♪23♪
Calum'ın gelmesinden yarım saat kadar sonra, doktor çıkmıştı.
Annem ölmemişti, onu kurtarmışlardı.
Onu başka bir odaya geçtiğinde görebilmiştik ve gerçekten kollarındaki sargı bezlerine dahi bakmadan direk ona sarılmıştım.
Ve o beni itmişti.
Bizi istemiyordu. Söylememişti ama şimdi, ablamın yanına gidiyordu. Bizi sevdiğini söyleyip, bizi bırakıyordu. Hastaneden bugün çıkmıştı ve ilk gününde gidiyordu.
Gözleri hep Calum'ın elini sıkan elimdeydi ama çok saçma davranıyordu. Bizi seviyorsa neden gidiyordu?
Balo zamanı bile burada olmayacağını söyleyip, ona fotoğraf atmamı istiyordu.
Ama... Beni bırakıyordu.
Calum ve Troye ile beraber eve girerken, acaba beni kurtarma demesine rağmen onu kurtarmam yüzünden mi böyle davranıyordu?
"Bize bakabilirim, yüzünü asma."dedi Troye kolunu omzuma atarak. Beni kendisine çekerken de elimi Calum'ın elinden çekip Troye'un beline koymuştum.
Ona sarılmak her zaman iyi gelirdi. Sadece ona değil, herkese sarılmak.

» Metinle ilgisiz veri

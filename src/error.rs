// SPDX-License-Identifier: MPL-2.0
use std::fmt;

#[derive(Debug, Clone)]
pub enum Error {
    Io(String),
    Config(String),
    Network(String),
    InvalidOption(String),
}

/// Reasons an image load cycle can fail.
///
/// This is the payload of the component's `error` event. Every variant is
/// terminal for the current load cycle: there is no retry, the host decides
/// what to do (usually by changing the source).
#[derive(Debug, Clone, PartialEq)]
pub enum LoadError {
    /// The file or remote resource does not exist.
    NotFound(String),

    /// The remote server answered with a non-success status.
    HttpStatus(u16),

    /// Transport-level failure (DNS, TLS, timeout, connection reset).
    Network(String),

    /// The URL uses a scheme the loader does not understand.
    UnsupportedScheme(String),

    /// The bytes could not be decoded as an image.
    Decode(String),

    /// The resource exceeds the configured maximum size.
    TooLarge { limit_bytes: u64 },

    /// Local I/O error other than "not found".
    Io(String),
}

impl fmt::Display for LoadError {
    fn fmt(&self, f: &mut fmt::Formatter<'_>) -> fmt::Result {
        match self {
            LoadError::NotFound(what) => write!(f, "Image not found: {}", what),
            LoadError::HttpStatus(code) => write!(f, "Server answered with status {}", code),
            LoadError::Network(msg) => write!(f, "Network error: {}", msg),
            LoadError::UnsupportedScheme(scheme) => {
                write!(f, "Unsupported URL scheme: {}", scheme)
            }
            LoadError::Decode(msg) => write!(f, "Decoding failed: {}", msg),
            LoadError::TooLarge { limit_bytes } => {
                write!(f, "Image exceeds the {} byte limit", limit_bytes)
            }
            LoadError::Io(msg) => write!(f, "I/O error: {}", msg),
        }
    }
}

impl From<image_rs::ImageError> for LoadError {
    fn from(err: image_rs::ImageError) -> Self {
        match err {
            image_rs::ImageError::IoError(io) => LoadError::from(io),
            other => LoadError::Decode(other.to_string()),
        }
    }
}

impl From<std::io::Error> for LoadError {
    fn from(err: std::io::Error) -> Self {
        match err.kind() {
            std::io::ErrorKind::NotFound => LoadError::NotFound(err.to_string()),
            _ => LoadError::Io(err.to_string()),
        }
    }
}

impl From<reqwest::Error> for LoadError {
    fn from(err: reqwest::Error) -> Self {
        match err.status() {
            Some(status) => LoadError::HttpStatus(status.as_u16()),
            None => LoadError::Network(err.to_string()),
        }
    }
}

impl fmt::Display for Error {
    fn fmt(&self, f: &mut fmt::Formatter<'_>) -> fmt::Result {
        match self {
            Error::Io(e) => write!(f, "I/O Error: {}", e),
            Error::Config(e) => write!(f, "Config Error: {}", e),
            Error::Network(e) => write!(f, "Network Error: {}", e),
            Error::InvalidOption(e) => write!(f, "Invalid Option: {}", e),
        }
    }
}

impl std::error::Error for Error {}

impl From<std::io::Error> for Error {
    fn from(err: std::io::Error) -> Self {
        Error::Io(err.to_string())
    }
}

impl From<toml::de::Error> for Error {
    fn from(err: toml::de::Error) -> Self {
        Error::Config(err.to_string())
    }
}

impl From<toml::ser::Error> for Error {
    fn from(err: toml::ser::Error) -> Self {
        Error::Config(err.to_string())
    }
}

impl From<reqwest::Error> for Error {
    fn from(err: reqwest::Error) -> Self {
        Error::Network(err.to_string())
    }
}

pub type Result<T> = std::result::Result<T, Error>;

#[cfg(test)]
mod tests {
    use super::*;

    #[test]
    fn display_formats_io_error() {
        let err = Error::Io("disk failure".to_string());
        assert_eq!(format!("{}", err), "I/O Error: disk failure");
    }

    #[test]
    fn from_io_error_produces_io_variant() {
        let io_error = std::io::Error::other("boom");
        let err: Error = io_error.into();
        match err {
            Error::Io(message) => assert!(message.contains("boom")),
            _ => panic!("expected Io variant"),
        }
    }

    #[test]
    fn invalid_option_formats_properly() {
        let err = Error::InvalidOption("fit: stretch".into());
        assert_eq!(format!("{}", err), "Invalid Option: fit: stretch");
    }

    #[test]
    fn load_error_from_missing_file_is_not_found() {
        let io_error = std::io::Error::new(std::io::ErrorKind::NotFound, "gone");
        assert!(matches!(LoadError::from(io_error), LoadError::NotFound(_)));
    }

    #[test]
    fn load_error_from_permission_denied_is_io() {
        let io_error = std::io::Error::new(std::io::ErrorKind::PermissionDenied, "nope");
        assert!(matches!(LoadError::from(io_error), LoadError::Io(_)));
    }

    #[test]
    fn load_error_display_includes_status() {
        assert!(format!("{}", LoadError::HttpStatus(503)).contains("503"));
    }
}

Ama o en çok benim sarılmalarımı seviyordu çünkü ailemize önem veriyordu. Gerçek anlamda.
"Annemiz o bizim."diye mırıldandım kısık ses tonumla.

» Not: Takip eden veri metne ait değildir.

// SPDX-License-Identifier: MPL-2.0
//! Load-completion polling.
//!
//! The load event only says the intrinsic size is known. Whether the image
//! is fully decoded is a separate flag, filled in by a background decode.
//! The poller checks that flag once when the load event arrives and then on
//! every tick of a timer subscription that only exists while a poll is
//! pending.

use std::sync::{Arc, Mutex};

use iced::widget::image::Handle;

use crate::domain::PollInterval;
use crate::error::LoadError;

/// Identifies one load cycle. Results carrying an older id are stale.
#[derive(Debug, Clone, Copy, PartialEq, Eq, PartialOrd, Ord, Hash, Default)]
pub struct LoadId(u64);

impl LoadId {
    #[must_use]
    pub fn next(self) -> Self {
        Self(self.0.wrapping_add(1))
    }

    #[must_use]
    pub fn value(self) -> u64 {
        self.0
    }
}

#[derive(Debug, Clone)]
pub enum DecodeState {
    Pending,
    Decoded(Handle),
    Failed(LoadError),
}

/// Shared completeness flag of one image.
///
/// Cloned handles observe the same state: the decoder writes, the poller
/// reads.
#[derive(Debug, Clone)]
pub struct Completeness {
    state: Arc<Mutex<DecodeState>>,
}

impl Completeness {
    #[must_use]
    pub fn pending() -> Self {
        Self::with_state(DecodeState::Pending)
    }

    /// Already complete, e.g. served from the decoded cache.
    #[must_use]
    pub fn decoded(handle: Handle) -> Self {
        Self::with_state(DecodeState::Decoded(handle))
    }

    fn with_state(state: DecodeState) -> Self {
        Self {
            state: Arc::new(Mutex::new(state)),
        }
    }

    pub fn complete(&self, handle: Handle) {
        self.set(DecodeState::Decoded(handle));
    }

    pub fn fail(&self, error: LoadError) {
        self.set(DecodeState::Failed(error));
    }

    fn set(&self, state: DecodeState) {
        // Mutex poisoned: the write is lost and `check` reports a failure.
        if let Ok(mut guard) = self.state.lock() {
            *guard = state;
        }
    }

    /// Snapshot of the current state. A poisoned lock reads as a failure.
    #[must_use]
    pub fn check(&self) -> DecodeState {
        match self.state.lock() {
            Ok(guard) => guard.clone(),
            Err(_) => DecodeState::Failed(LoadError::Decode("Lock poisoned".to_string())),
        }
    }

    #[must_use]
    pub fn is_complete(&self) -> bool {
        matches!(self.check(), DecodeState::Decoded(_))
    }
}

impl Default for Completeness {
    fn default() -> Self {
        Self::pending()
    }
}

#[derive(Debug, Clone)]
pub struct PendingPoll {
    pub load_id: LoadId,
    completeness: Completeness,
    polls: u32,
}

/// Outcome of a completeness check.
#[derive(Debug, Clone)]
pub enum PollStatus {
    /// No poll is pending.
    Idle,
    /// Still decoding; check again on the next tick.
    Waiting,
    Ready {
        load_id: LoadId,
        handle: Handle,
        /// Timer ticks it took (0 when complete at load time).
        polls: u32,
    },
    Failed {
        load_id: LoadId,
        error: LoadError,
    },
}

/// Holds at most one pending completeness poll.
#[derive(Debug, Clone, Default)]
pub struct Poller {
    pending: Option<PendingPoll>,
    interval: PollInterval,
}

impl Poller {
    #[must_use]
    pub fn new(interval: PollInterval) -> Self {
        Self {
            pending: None,
            interval,
        }
    }

    #[must_use]
    pub fn interval(&self) -> PollInterval {
        self.interval
    }

    pub fn set_interval(&mut self, interval: PollInterval) {
        self.interval = interval;
    }

    #[must_use]
    pub fn is_active(&self) -> bool {
        self.pending.is_some()
    }

    #[must_use]
    pub fn pending_load(&self) -> Option<LoadId> {
        self.pending.as_ref().map(|p| p.load_id)
    }

    /// Starts waiting for `load_id` and checks it right away.
    ///
    /// Any earlier pending poll is dropped first.
    pub fn start(&mut self, load_id: LoadId, completeness: Completeness) -> PollStatus {
        self.pending = Some(PendingPoll {
            load_id,
            completeness,
            polls: 0,
        });
        self.check()
    }

    /// Timer callback: counts the tick and checks again.
    pub fn tick(&mut self) -> PollStatus {
        match self.pending.as_mut() {
            Some(pending) => {
                pending.polls = pending.polls.saturating_add(1);
                self.check()
            }
            None => PollStatus::Idle,
        }
    }

    /// Drops the pending poll. Returns its load id, if any.
    pub fn cancel(&mut self) -> Option<LoadId> {
        self.pending.take().map(|p| p.load_id)
    }

    fn check(&mut self) -> PollStatus {
        let Some(pending) = self.pending.as_ref() else {
            return PollStatus::Idle;
        };

        match pending.completeness.check() {
            DecodeState::Pending => PollStatus::Waiting,
            DecodeState::Decoded(handle) => {
                let load_id = pending.load_id;
                let polls = pending.polls;
                self.pending = None;
                PollStatus::Ready {
                    load_id,
                    handle,
                    polls,
                }
            }
            DecodeState::Failed(error) => {
                let load_id = pending.load_id;
                self.pending = None;
                PollStatus::Failed { load_id, error }
            }
        }
    }
}

#[cfg(test)]
mod tests {
    use super::*;

    fn pixel() -> Handle {
        Handle::from_rgba(1, 1, vec![0; 4])
    }

    #[test]
    fn poisoned_flag_reads_as_failure_even_after_complete() {
        let completeness = Completeness::pending();
        let shared = completeness.clone();
        let _ = std::thread::spawn(move || {
            let _guard = shared.state.lock();
            panic!("decoder thread died");
        })
        .join();

        completeness.complete(pixel());
        assert!(matches!(completeness.check(), DecodeState::Failed(LoadError::Decode(_))));

        let mut poller = Poller::default();
        assert!(matches!(
            poller.start(LoadId::default(), completeness),
            PollStatus::Failed { .. }
        ));
        assert!(!poller.is_active());
    }

    #[test]
    fn complete_at_load_time_is_ready_immediately() {
        let mut poller = Poller::default();
        let status = poller.start(LoadId::default(), Completeness::decoded(pixel()));

        assert!(matches!(status, PollStatus::Ready { polls: 0, .. }));
        assert!(!poller.is_active());
    }

    #[test]
    fn pending_completeness_waits_until_flipped() {
        let mut poller = Poller::default();
        let completeness = Completeness::pending();
        let id = LoadId::default().next();

        assert!(matches!(poller.start(id, completeness.clone()), PollStatus::Waiting));
        assert!(poller.is_active());
        assert!(matches!(poller.tick(), PollStatus::Waiting));

        completeness.complete(pixel());
        match poller.tick() {
            PollStatus::Ready { load_id, polls, .. } => {
                assert_eq!(load_id, id);
                assert_eq!(polls, 2);
            }
            other => panic!("expected ready, got {other:?}"),
        }
        assert!(!poller.is_active());
    }

    #[test]
    fn failure_resolves_the_poll() {
        let mut poller = Poller::default();
        let completeness = Completeness::pending();
        poller.start(LoadId::default(), completeness.clone());

        completeness.fail(LoadError::Decode("truncated".into()));
        assert!(matches!(poller.tick(), PollStatus::Failed { .. }));
        assert!(matches!(poller.tick(), PollStatus::Idle));
    }

    #[test]
    fn cancel_silences_later_completion() {
        let mut poller = Poller::default();
        let completeness = Completeness::pending();
        let id = LoadId::default().next();
        poller.start(id, completeness.clone());

        assert_eq!(poller.cancel(), Some(id));
        completeness.complete(pixel());
        assert!(matches!(poller.tick(), PollStatus::Idle));
        assert_eq!(poller.cancel(), None);
    }

    #[test]
    fn start_replaces_previous_poll() {
        let mut poller = Poller::default();
        let first = Completeness::pending();
        let second = Completeness::pending();
        let first_id = LoadId::default().next();
        let second_id = first_id.next();

        poller.start(first_id, first.clone());
        poller.start(second_id, second);
        first.complete(pixel());

        assert!(matches!(poller.tick(), PollStatus::Waiting));
        assert_eq!(poller.pending_load(), Some(second_id));
    }

    #[test]
    fn interval_defaults_to_fifty_ms() {
        assert_eq!(Poller::default().interval().as_millis(), 50);
    }
}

"Bırak kendisine gelsin, kendisini kötü hissediyor olmalı. Sonuçta onu o halde gören sendin, senden... Utanıyor."
"Böyle bir şeye hiçbir zaman ihtiyaç duymamıştık, başka bir şehre gidecek kadar onu utandırdım mı?"
"Onu en güçsüz haliyle gördün, bu çok normal."diye mırıldandı Calum. "Zaman tanı, iyi olup yanına gelecek."

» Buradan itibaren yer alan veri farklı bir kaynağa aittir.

impl State {
    /// Mounts the component.
    ///
    /// The placeholder, if any, is shown right away; the returned task
    /// decodes it and starts the first load.
    #[must_use]
    pub fn new(options: Options, loader: Loader, diagnostics: DiagnosticsHandle) -> (Self, Task<Message>) {
        let placeholder = options
            .placeholder_src
            .as_deref()
            .and_then(|src| ImageSource::resolve(Some(src), None, None));

        let mut state = Self {
            slots: SlotBuffer::new(placeholder.clone()),
            poller: Poller::new(options.poll_interval),
            image_fade: Fade::new(options.image_fade),
            content_fade: Fade::new(options.content_fade),
            source: None,
            viewport: Viewport::default(),
            natural_ratio: NaturalRatio::default(),
            is_loading: false,
            has_error: false,
            load_id: LoadId::default(),
            pending_url: None,
            deferred: None,
            revealed: false,
            last_frame: Instant::now(),
            spinner_rotation: 0.0,
            unmounted: false,
            options,
            loader,
            diagnostics,
        };

        // Content layer "appears" on mount.
        state.content_fade.restart(state.last_frame);

        let placeholder_task = placeholder.map_or_else(Task::none, |source| state.decode_placeholder(source));
        // Mounting without a source keeps the placeholder; only a later
        // change to "no source" clears both slots.
        let load_task = match state.options.source() {
            Some(source) => state.add_image(Some(source)),
            None => Task::none(),
        };

        (state, Task::batch([placeholder_task, load_task]))
    }

    pub fn update(&mut self, message: Message) -> (Effect, Task<Message>) {
        if self.unmounted {
            return (Effect::None, Task::none());
        }

        match message {
            Message::SourceChanged(source) => (Effect::None, self.add_image(source)),
            Message::Revealed => (Effect::None, self.reveal()),
            Message::Loaded { load_id, result } => (self.on_loaded(load_id, result), Task::none()),
            Message::PollTick => {
                let status = self.poller.tick();
                (self.on_poll_status(status), Task::none())
            }
            Message::PlaceholderDecoded { source, result } => {
                self.on_placeholder_decoded(&source, result);
                (Effect::None, Task::none())
            }
            Message::Frame(now) => {
                self.last_frame = self.last_frame.max(now);
                if self.is_loading {
                    self.spinner_rotation += SPINNER_SPEED;
                    if self.spinner_rotation > std::f32::consts::TAU {
                        self.spinner_rotation -= std::f32::consts::TAU;
                    }
                }
                (Effect::None, Task::none())
            }
            Message::Unmount => {
                self.unmount();
                (Effect::None, Task::none())
            }
        }
    }

    /// Replaces the options.
    ///
    /// A new load cycle starts only when `{src, srcset, sizes}` changed by
    /// value; everything else just restyles the current state.
    #[must_use]
    pub fn set_options(&mut self, options: Options) -> Task<Message> {
        if self.unmounted {
            return Task::none();
        }

        let source = options.source();
        self.poller.set_interval(options.poll_interval);
        self.image_fade.set_duration(options.image_fade);
        self.content_fade.set_duration(options.content_fade);
        let eager_now = options.loading == Loading::Eager && self.options.loading == Loading::Lazy;
        self.options = options;

        if source != self.source {
            self.add_image(source)
        } else if eager_now {
            self.reveal()
        } else {
            Task::none()
        }
    }

    /// Updates display metrics; re-resolves a `srcset` source whose
    /// selected candidate changed.
    #[must_use]
    pub fn set_viewport(&mut self, viewport: Viewport) -> Task<Message> {
        let previous = self.viewport;
        self.viewport = viewport;

        if self.unmounted {
            return Task::none();
        }
        let candidate_changed = self.source.as_ref().is_some_and(|source| {
            source.srcset().is_some() && source.current_src(previous) != source.current_src(viewport)
        });
        if candidate_changed {
            self.add_image(self.source.clone())
        } else {
            Task::none()
        }
    }

    /// Tears the component down. Nothing is reported afterwards.
    pub fn unmount(&mut self) {
        if self.unmounted {
            return;
        }
        self.cancel_poll(CancelReason::Unmount);
        self.deferred = None;
        self.pending_url = None;
        self.load_id = self.load_id.next();
        self.unmounted = true;
    }

    pub fn subscription(&self) -> Subscription<Message> {
        if self.unmounted {
            return Subscription::none();
        }

        let mut subscriptions = Vec::new();

        if self.poller.is_active() {
            subscriptions.push(iced::time::every(self.poller.interval().as_duration()).map(|_| Message::PollTick));
        }

        if self.is_animating() {
            subscriptions.push(iced::time::every(FRAME_INTERVAL).map(Message::Frame));
        }

        Subscription::batch(subscriptions)
    }

    // -------------------------------------------------------------------------
    // Load cycle
    // -------------------------------------------------------------------------

    fn add_image(&mut self, source: Option<ImageSource>) -> Task<Message> {
        self.cancel_poll(CancelReason::SourceChanged);
        self.has_error = false;
        self.deferred = None;
        self.pending_url = None;
        self.load_id = self.load_id.next();
        self.source = source.clone();

        let Some(source) = source else {
            self.diagnostics
                .log(DiagnosticEventKind::SourceChanged { url: None });
            self.set_loading(false);
            self.slots.clear();
            return Task::none();
        };

        let url = source.current_src(self.viewport);
        self.diagnostics.log(DiagnosticEventKind::SourceChanged { url: url.clone() });
        self.set_loading(true);
        self.slots.put_waiting(source);

        let Some(url) = url else {
            // `sizes` alone: the waiting image never fires a load event.
            self.diagnostics.warn("source has sizes but neither src nor srcset");
            return Task::none();
        };

        let request = LoadRequest {
            url,
            crossorigin: self.options.crossorigin,
        };

        if self.options.loading == Loading::Lazy && !self.revealed {
            self.diagnostics.log(DiagnosticEventKind::LoadDeferred {
                load_id: self.load_id.value(),
            });
            self.deferred = Some(request);
            return Task::none();
        }

        self.fetch(request)
    }

    fn reveal(&mut self) -> Task<Message> {
        self.revealed = true;
        match self.deferred.take() {
            Some(request) => self.fetch(request),
            None => Task::none(),
        }
    }

    fn fetch(&mut self, request: LoadRequest) -> Task<Message> {
        let load_id = self.load_id;
        self.diagnostics.log(DiagnosticEventKind::LoadStarted {
            load_id: load_id.value(),
            url: request.url.clone(),
        });
        self.pending_url = Some(request.url.clone());

        let loader = self.loader.clone();
        Task::perform(loader.probe(request), move |result| Message::Loaded { load_id, result })
    }

    fn on_loaded(&mut self, load_id: LoadId, result: Result<Probe, LoadError>) -> Effect {
        if load_id != self.load_id {
            return Effect::None;
        }

        match result {
            Ok(probe) => {
                self.natural_ratio = NaturalRatio::from_size(probe.natural_width, probe.natural_height);
                self.diagnostics.log(DiagnosticEventKind::NaturalSize {
                    load_id: load_id.value(),
                    width: probe.natural_width,
                    height: probe.natural_height,
                });
                self.pending_url = Some(probe.current_src);

                let status = self.poller.start(load_id, probe.completeness);
                if matches!(status, PollStatus::Waiting) {
                    self.diagnostics.log(DiagnosticEventKind::PollStarted {
                        load_id: load_id.value(),
                    });
                }
                self.on_poll_status(status)
            }
            Err(error) => self.on_error(error),
        }
    }

    fn on_poll_status(&mut self, status: PollStatus) -> Effect {
        match status {
            PollStatus::Idle | PollStatus::Waiting => Effect::None,
            PollStatus::Ready { load_id, .. } | PollStatus::Failed { load_id, .. }
                if load_id != self.load_id =>
            {
                Effect::None
            }
            PollStatus::Ready { handle, polls, .. } => self.on_ready(handle, polls),
            PollStatus::Failed { error, .. } => self.on_error(error),
        }
    }

    fn on_ready(&mut self, handle: Handle, polls: u32) -> Effect {
        let waiting = self.slots.waiting();
        if let Some(source) = self.slots.get(waiting).map(|slot| slot.source.clone()) {
            self.slots.attach_decoded(waiting, &source, handle);
        }
        self.slots.promote();
        self.has_error = false;
        self.set_loading(false);
        let now = self.touch_clock();
        self.image_fade.restart(now);

        let url = self.pending_url.take().unwrap_or_default();
        self.diagnostics.log(DiagnosticEventKind::Ready {
            load_id: self.load_id.value(),
            url: url.clone(),
            polls,
        });
        Effect::Loaded { url }
    }

    fn on_error(&mut self, error: LoadError) -> Effect {
        self.cancel_poll(CancelReason::Error);
        self.pending_url = None;
        self.has_error = true;
        self.slots.clear();
        self.set_loading(false);
        self.diagnostics.log(DiagnosticEventKind::Failed {
            load_id: self.load_id.value(),
            message: error.to_string(),
        });
        // Results still in flight for this cycle must not report again.
        self.load_id = self.load_id.next();
        Effect::Failed(error)
    }

    fn cancel_poll(&mut self, reason: CancelReason) {
        if let Some(load_id) = self.poller.cancel() {
            self.diagnostics.log(DiagnosticEventKind::PollCancelled {
                load_id: load_id.value(),
                reason,
            });
        }
    }

    fn set_loading(&mut self, loading: bool) {
        if self.is_loading != loading {
            // The content layer switches between loading and content.
            let now = self.touch_clock();
            self.content_fade.restart(now);
        }
        self.is_loading = loading;
        if !loading {
            self.spinner_rotation = 0.0;
        }
    }

    /// Moves the frame clock to the present. Fades start here so the first
    /// frame after an idle period begins at opacity 0, not at the end.
    fn touch_clock(&mut self) -> Instant {
        self.last_frame = self.last_frame.max(Instant::now());
        self.last_frame
    }

    fn decode_placeholder(&self, source: ImageSource) -> Task<Message> {
        let Some(url) = source.current_src(self.viewport) else {
            return Task::none();
        };
        let loader = self.loader.clone();
        Task::perform(loader.placeholder(url), move |result| Message::PlaceholderDecoded {
            source,
            result,
        })
    }

    fn on_placeholder_decoded(&mut self, source: &ImageSource, result: Result<Handle, LoadError>) {
        match result {
            Ok(handle) => {
                for index in [SlotIndex::First, SlotIndex::Second] {
                    let undecoded = self.slots.get(index).is_some_and(|slot| slot.handle.is_none());
                    if undecoded && self.slots.attach_decoded(index, source, handle.clone()) {
                        break;
                    }
                }
            }
            Err(error) => self.diagnostics.warn(format!("placeholder failed: {error}")),
        }
    }

    // -------------------------------------------------------------------------
    // Accessors
    // -------------------------------------------------------------------------

    #[must_use]
    pub fn options(&self) -> &Options {
        &self.options
    }

    #[must_use]
    pub fn source(&self) -> Option<&ImageSource> {
        self.source.as_ref()
    }

    #[must_use]
    pub fn viewport(&self) -> Viewport {
        self.viewport
    }

    #[must_use]
    pub fn slots(&self) -> &SlotBuffer {
        &self.slots
    }

    #[must_use]
    pub fn is_loading(&self) -> bool {
        self.is_loading
    }

    #[must_use]
    pub fn has_error(&self) -> bool {
        self.has_error
    }

    #[must_use]
    pub fn natural_ratio(&self) -> NaturalRatio {
        self.natural_ratio
    }

    #[must_use]
    pub fn ratio_style(&self) -> Option<RatioStyle> {
        ratio::ratio_style(
            self.options.ratio,
            self.options.width,
            self.options.height,
            self.natural_ratio,
        )
    }

    /// Id of the current load cycle, as carried by `Message::Loaded`.
    #[must_use]
    pub fn load_id(&self) -> LoadId {
        self.load_id
    }

    #[must_use]
    pub fn is_polling(&self) -> bool {
        self.poller.is_active()
    }

    /// Whether a fetch is held back until `Message::Revealed`.
    #[must_use]
    pub fn is_deferred(&self) -> bool {
        self.deferred.is_some()
    }

    #[must_use]
    pub fn is_unmounted(&self) -> bool {
        self.unmounted
    }

    #[must_use]
    pub fn spinner_rotation(&self) -> f32 {
        self.spinner_rotation
    }

    /// Whether the next frame looks different from the last one drawn.
    ///
    /// Measured on the frame clock that opacities are read from, so a fade
    /// keeps receiving frames until it has actually been drawn opaque.
    #[must_use]
    pub fn is_animating(&self) -> bool {
        let spinner_visible = self.is_loading && !self.options.no_spinner;
        spinner_visible
            || self.image_fade.is_running(self.last_frame)
            || self.content_fade.is_running(self.last_frame)
    }

    /// Opacity of image layers in the displayed slot.
    #[must_use]
    pub fn image_opacity(&self) -> f32 {
        self.image_fade.opacity_at(self.last_frame)
    }

    #[must_use]
    pub fn content_opacity(&self) -> f32 {
        self.content_fade.opacity_at(self.last_frame)
    }
}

"Bizi bıraktı."diye mırıldandığımda, Calum saçlarımı okşadı. Troye da alnıma tatlı bir öpücük kondurup iç çekti.
"Bizi bırakmadı, telefon açtığımızda anında cevap vereceğine eminim. Bunu şöyle de düşünebilirsin; torununu ziyarete gitti, kızını özledi. Tamam mı?"
Troye'un sözleriyle kafamı sakladım ve biraz daha kollarımı sıklaştırdım.
O gitmemişti, sadece ablamı özlemiş ve onu ziyarete gitmişti.
* * *
Troye şöyle demişti: "Sanki, arada yaptığı birkaç günlük kaçamaklardan biriymiş gibi düşün, ancak bu şekilde kafanı ondan uzaklaştırabilirsin."